テーマ:民間セクター開発資源・エネルギー農業/農村開発

カテゴリ:ビジネスモデル

次世代BOP

BOPビジネスの見直しが必要?

日本では2010年あたりからBOPビジネスのコンセプトが広がり、多くの日本企業がJICAの支援を受けながら世界中で挑戦を続けている。世界の40億人を越すと言われるBOP層を対象に、新しい購買層として、バリューチェーンで組むパートナーとしてみて、発展途上国におけるビジネスを開拓しようと試みている。

BOPビジネスに取り組む方法には、いくつかのパターンがある。ひとつには、バングラデシュの人々を雇用したり、契約農家のような形で契約したりしながら、製品や産物をバングラデシュから国外(特に日本)へ輸出するビジネスである。「グラミン雪国まいたけ」の事例は、このパターンであり(注)、インクルーシブ・ビジネスとして貧困層をバリューチェーンに組み込む好例であると言えよう。

(注)BOPビジネス連携推進 緑豆生産の体制構築事業準備調査をご参照。

一方、今後増えると予想されるのは、バングラデシュの消費者をターゲットにしたビジネスである。バングラデシュは人口が多く、市場としても有望だ。しかし、バングラデシュの状況は急速に変化しており、従来のイメージとは随分変わってきている。
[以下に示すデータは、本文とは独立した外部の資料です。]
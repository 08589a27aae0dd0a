//! Engine configuration.
//!
//! Every field has a default, so a JSON config file only needs to name the
//! values it overrides:
//!
//! ```json
//! { "scoring": { "prior_strength": 10.0 }, "ratings": { "duplicate_policy": "reject" } }
//! ```

use std::path::Path;
use std::time::Duration;

use rank_core::{BayesianPrior, ScoreRange, TrustBounds, TrustModel, TrustPolicy, WeightConfig};
use serde::{Deserialize, Serialize};

use crate::error::{EngineError, EngineResult};

/// What to do when a user rates an item they already rated.
#[derive(Debug, Clone, Copy, PartialEq, Eq, Default, Serialize, Deserialize)]
#[serde(rename_all = "lowercase")]
pub enum DuplicateRatingPolicy {
    /// Accept every rating; each one counts in the aggregate.
    #[default]
    Allow,
    /// Refuse a second rating of the same item with a conflict.
    Reject,
}

/// Rating acceptance rules.
#[derive(Debug, Clone, Copy, PartialEq, Eq, Serialize, Deserialize)]
#[serde(default)]
pub struct RatingsConfig {
    /// Lowest accepted score.
    pub min_score: u8,
    /// Highest accepted score.
    pub max_score: u8,
    /// Handling of repeat ratings by the same author.
    pub duplicate_policy: DuplicateRatingPolicy,
}

impl Default for RatingsConfig {
    fn default() -> Self {
        let range = ScoreRange::default();
        Self {
            min_score: range.min,
            max_score: range.max,
            duplicate_policy: DuplicateRatingPolicy::default(),
        }
    }
}

impl RatingsConfig {
    /// Accepted score range.
    #[must_use]
    pub const fn score_range(&self) -> ScoreRange {
        ScoreRange {
            min: self.min_score,
            max: self.max_score,
        }
    }
}

/// Periodic trust reconciliation settings.
#[derive(Debug, Clone, Copy, PartialEq, Eq, Serialize, Deserialize)]
#[serde(default)]
pub struct ReconciliationConfig {
    /// Seconds between reconciliation runs.
    pub interval_secs: u64,
    /// Whether the background reconciler runs at all.
    pub enabled: bool,
}

impl Default for ReconciliationConfig {
    fn default() -> Self {
        Self {
            interval_secs: 86_400,
            enabled: false,
        }
    }
}

impl ReconciliationConfig {
    /// Interval between runs.
    #[must_use]
    pub const fn interval(&self) -> Duration {
        Duration::from_secs(self.interval_secs)
    }
}

/// Top-level engine configuration.
#[derive(Debug, Clone, Copy, Default, PartialEq, Serialize, Deserialize)]
#[serde(default)]
pub struct EngineConfig {
    /// Bayesian prior `m` and `c`.
    pub scoring: BayesianPrior,
    /// Trust bounds and reward policy.
    pub trust: TrustModel,
    /// Weight formula tunables.
    pub weight: WeightConfig,
    /// Rating acceptance rules.
    pub ratings: RatingsConfig,
    /// Background reconciliation.
    pub reconciliation: ReconciliationConfig,
}

impl EngineConfig {
    /// Create a new builder.
    #[must_use]
    pub fn builder() -> EngineConfigBuilder {
        EngineConfigBuilder::default()
    }

    /// Parse a JSON document. Missing fields take their defaults.
    pub fn from_json_str(raw: &str) -> EngineResult<Self> {
        let config: Self = serde_json::from_str(raw)
            .map_err(|e| EngineError::Validation(format!("invalid config: {e}")))?;
        config.validate()?;
        Ok(config)
    }

    /// Load and validate a JSON config file.
    pub fn from_json_file(path: &Path) -> EngineResult<Self> {
        let raw = std::fs::read_to_string(path).map_err(|e| {
            EngineError::Validation(format!("cannot read config {}: {e}", path.display()))
        })?;
        Self::from_json_str(&raw)
    }

    /// Check every section.
    pub fn validate(&self) -> EngineResult<()> {
        self.scoring.validate()?;
        self.trust.validate()?;
        self.weight.validate()?;
        self.ratings.score_range().validate()?;
        if self.reconciliation.enabled && self.reconciliation.interval_secs == 0 {
            return Err(EngineError::Validation(
                "reconciliation.interval_secs must be positive when enabled".to_string(),
            ));
        }
        Ok(())
    }
}

/// Builder for [`EngineConfig`].
#[derive(Debug, Clone, Default)]
pub struct EngineConfigBuilder {
    config: EngineConfig,
}

impl EngineConfigBuilder {
    /// Set the Bayesian prior.
    #[must_use]
    pub fn prior(mut self, prior_strength: f64, prior_mean: f64) -> Self {
        self.config.scoring = BayesianPrior {
            prior_strength,
            prior_mean,
        };
        self
    }

    /// Set trust bounds.
    #[must_use]
    pub fn trust_bounds(mut self, bounds: TrustBounds) -> Self {
        self.config.trust.bounds = bounds;
        self
    }

    /// Set trust reward policy.
    #[must_use]
    pub fn trust_policy(mut self, policy: TrustPolicy) -> Self {
        self.config.trust.policy = policy;
        self
    }

    /// Set weight tunables.
    #[must_use]
    pub fn weight(mut self, weight: WeightConfig) -> Self {
        self.config.weight = weight;
        self
    }

    /// Set the accepted score range.
    #[must_use]
    pub fn score_range(mut self, min_score: u8, max_score: u8) -> Self {
        self.config.ratings.min_score = min_score;
        self.config.ratings.max_score = max_score;
        self
    }

    /// Set the duplicate rating policy.
    #[must_use]
    pub fn duplicate_policy(mut self, policy: DuplicateRatingPolicy) -> Self {
        self.config.ratings.duplicate_policy = policy;
        self
    }

    /// Enable periodic reconciliation at the given interval.
    #[must_use]
    pub fn reconcile_every(mut self, interval: Duration) -> Self {
        self.config.reconciliation = ReconciliationConfig {
            interval_secs: interval.as_secs(),
            enabled: true,
        };
        self
    }

    /// Build the configuration. Call [`EngineConfig::validate`] before use.
    #[must_use]
    pub fn build(self) -> EngineConfig {
        self.config
    }
}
これからビジネスを取り組むにあたっては、この変化を織り込んだ戦略が必要となる。

次世代BOP2

LDCから低所得国へランクアップするバングラデシュ

先頃、IMFは2015年の世界のGDP(国内総生産)のランキングを発表したが、バングラデシュは2014年から11位もランクアップした。2014年では1854億ドルで55位であったが、2015年には2053億ドルの44位に改善しているのだ。これは45位にあたるベトナムより大きいのである。

一人当たりのGDPも大きく改善している。2013年より1000ドルを超え、2015年においては1,284ドルに大きく上昇している。これは過去10年で2.5倍、2010年からの5年間でも1.5倍の水準である。以下のグラフで、いかに急激に所得が引き上がっているか見て取れると思う。

次世代BOP3

こうした所得水準の向上により、バングラデシュは、世界銀行により長らく後発開発途上国(LDC)として分類されていたが、その次のランクの貧困国を飛び越えて、今や低所得国(Lower Middle Income)に改善しているのである。バングラデシュを最貧国と呼ぶことは、もうできないのである。
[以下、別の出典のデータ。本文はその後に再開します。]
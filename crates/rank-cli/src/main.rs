//! novelrank CLI binary entrypoint.

use std::io;
use std::process::ExitCode;

use clap::Parser;
use tracing::debug;
use tracing_subscriber::EnvFilter;

use rank_cli::cli::{Cli, Commands};
use rank_cli::commands::{
    ItemCommand, QueryCommand, RatingCommand, ReconcileCommand, SeedCommand, SimulateCommand,
    UserCommand,
};
use rank_cli::output::OutputFormat;
use rank_cli::{CliResult, Session};

fn main() -> ExitCode {
    let cli = Cli::parse();
    init_tracing(cli.log_json);

    let runtime = match tokio::runtime::Runtime::new() {
        Ok(rt) => rt,
        Err(e) => {
            eprintln!("Failed to create async runtime: {e}");
            return ExitCode::FAILURE;
        }
    };

    match runtime.block_on(run(cli)) {
        Ok(()) => ExitCode::SUCCESS,
        Err(e) => {
            eprintln!("Error: {e}");
            ExitCode::FAILURE
        }
    }
}

fn init_tracing(json: bool) {
    let filter = EnvFilter::try_from_default_env().unwrap_or_else(|_| EnvFilter::new("warn"));
    let builder = tracing_subscriber::fmt()
        .with_env_filter(filter)
        .with_writer(io::stderr);
    if json {
        builder.json().init();
    } else {
        builder.init();
    }
}

async fn run(cli: Cli) -> CliResult<()> {
    let format = OutputFormat::new(cli.format);
    let session = Session::open(&cli.state, cli.config.as_deref())?;
    let mut stdout = io::stdout().lock();

    match &cli.command {
        Commands::User { command } => {
            UserCommand::new(&session)
                .execute(&mut stdout, &format, command)
                .await?;
        }
        Commands::Item { command } => {
            ItemCommand::new(&session)
                .execute(&mut stdout, &format, command)
                .await?;
        }
        Commands::Rate(args) => {
            RatingCommand::new(&session)
                .rate(&mut stdout, &format, args)
                .await?;
        }
        Commands::Vote(args) => {
            RatingCommand::new(&session)
                .vote(&mut stdout, &format, args)
                .await?;
        }
        Commands::Score { item } => {
            QueryCommand::new(&session)
                .score(&mut stdout, &format, item)
                .await?;
        }
        Commands::Trust { user } => {
            QueryCommand::new(&session)
                .trust(&mut stdout, &format, user)
                .await?;
        }
        Commands::Ranking { limit } => {
            QueryCommand::new(&session)
                .ranking(&mut stdout, &format, *limit)
                .await?;
        }
        Commands::Reconcile(args) => {
            ReconcileCommand::new(&session)
                .execute(&mut stdout, &format, args)
                .await?;
        }
        Commands::Seed => {
            SeedCommand::new(&session).execute(&mut stdout, &format).await?;
        }
        Commands::Simulate(args) => {
            SimulateCommand::new(&session)
                .execute(&mut stdout, &format, args)
                .await?;
        }
    }

    let stats = session.close().await?;
    debug!(
        spawned = stats.spawned,
        failed = stats.failed,
        panicked = stats.panicked,
        "Background work drained"
    );
    Ok(())
}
この所得水準の改善は、人口に占める貧困率にも影響を及ぼしている。一般的な貧困層(Moderate Poverty)は2000年に48.9%であったものが、2010年には31.5%に下がり、2015年では24.9%にまで改善する見込みであるという。極端な貧困(Extreme Poverty)も、2000年に34.3%あったものが、2015年では12.6%になると見込まれている。

変化の意味するところ

こうした所得面の変化は、何を意味するのであろうか。

ひとつにはBOPビジネスの対象の見直しが必要となるであろう。C.K. プラハラードが「ネクスト・マーケット」を記した2004年において対象としていた貧困層は、バングラデシュにおいて半減しているのである。いわゆるBOP層だけをターゲットにするビジネスは、対象となる人口規模の縮小により、現実的ではなくなっている。
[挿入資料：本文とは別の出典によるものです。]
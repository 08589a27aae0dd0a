//! Integration test crate for the novelrank engine.
//!
//! This crate exists solely to run tests that span `rank-core`, `rank-store`
//! and `rank-engine`. It has no public API - all functionality is in the
//! test modules.

#![forbid(unsafe_code)]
第二に、ライフスタイルの変化に注目すべきである。確実に購買力を高めている消費者は、生活を改善するためお金を使うことに躊躇しなくなってきている。農村でも電化が進む中、情報通信においてはスマートフォン、娯楽においては液晶テレビとケーブル放送、家電においては冷蔵庫が急速な普及を見せている。都市ではエアコンが飛ぶように売れているという。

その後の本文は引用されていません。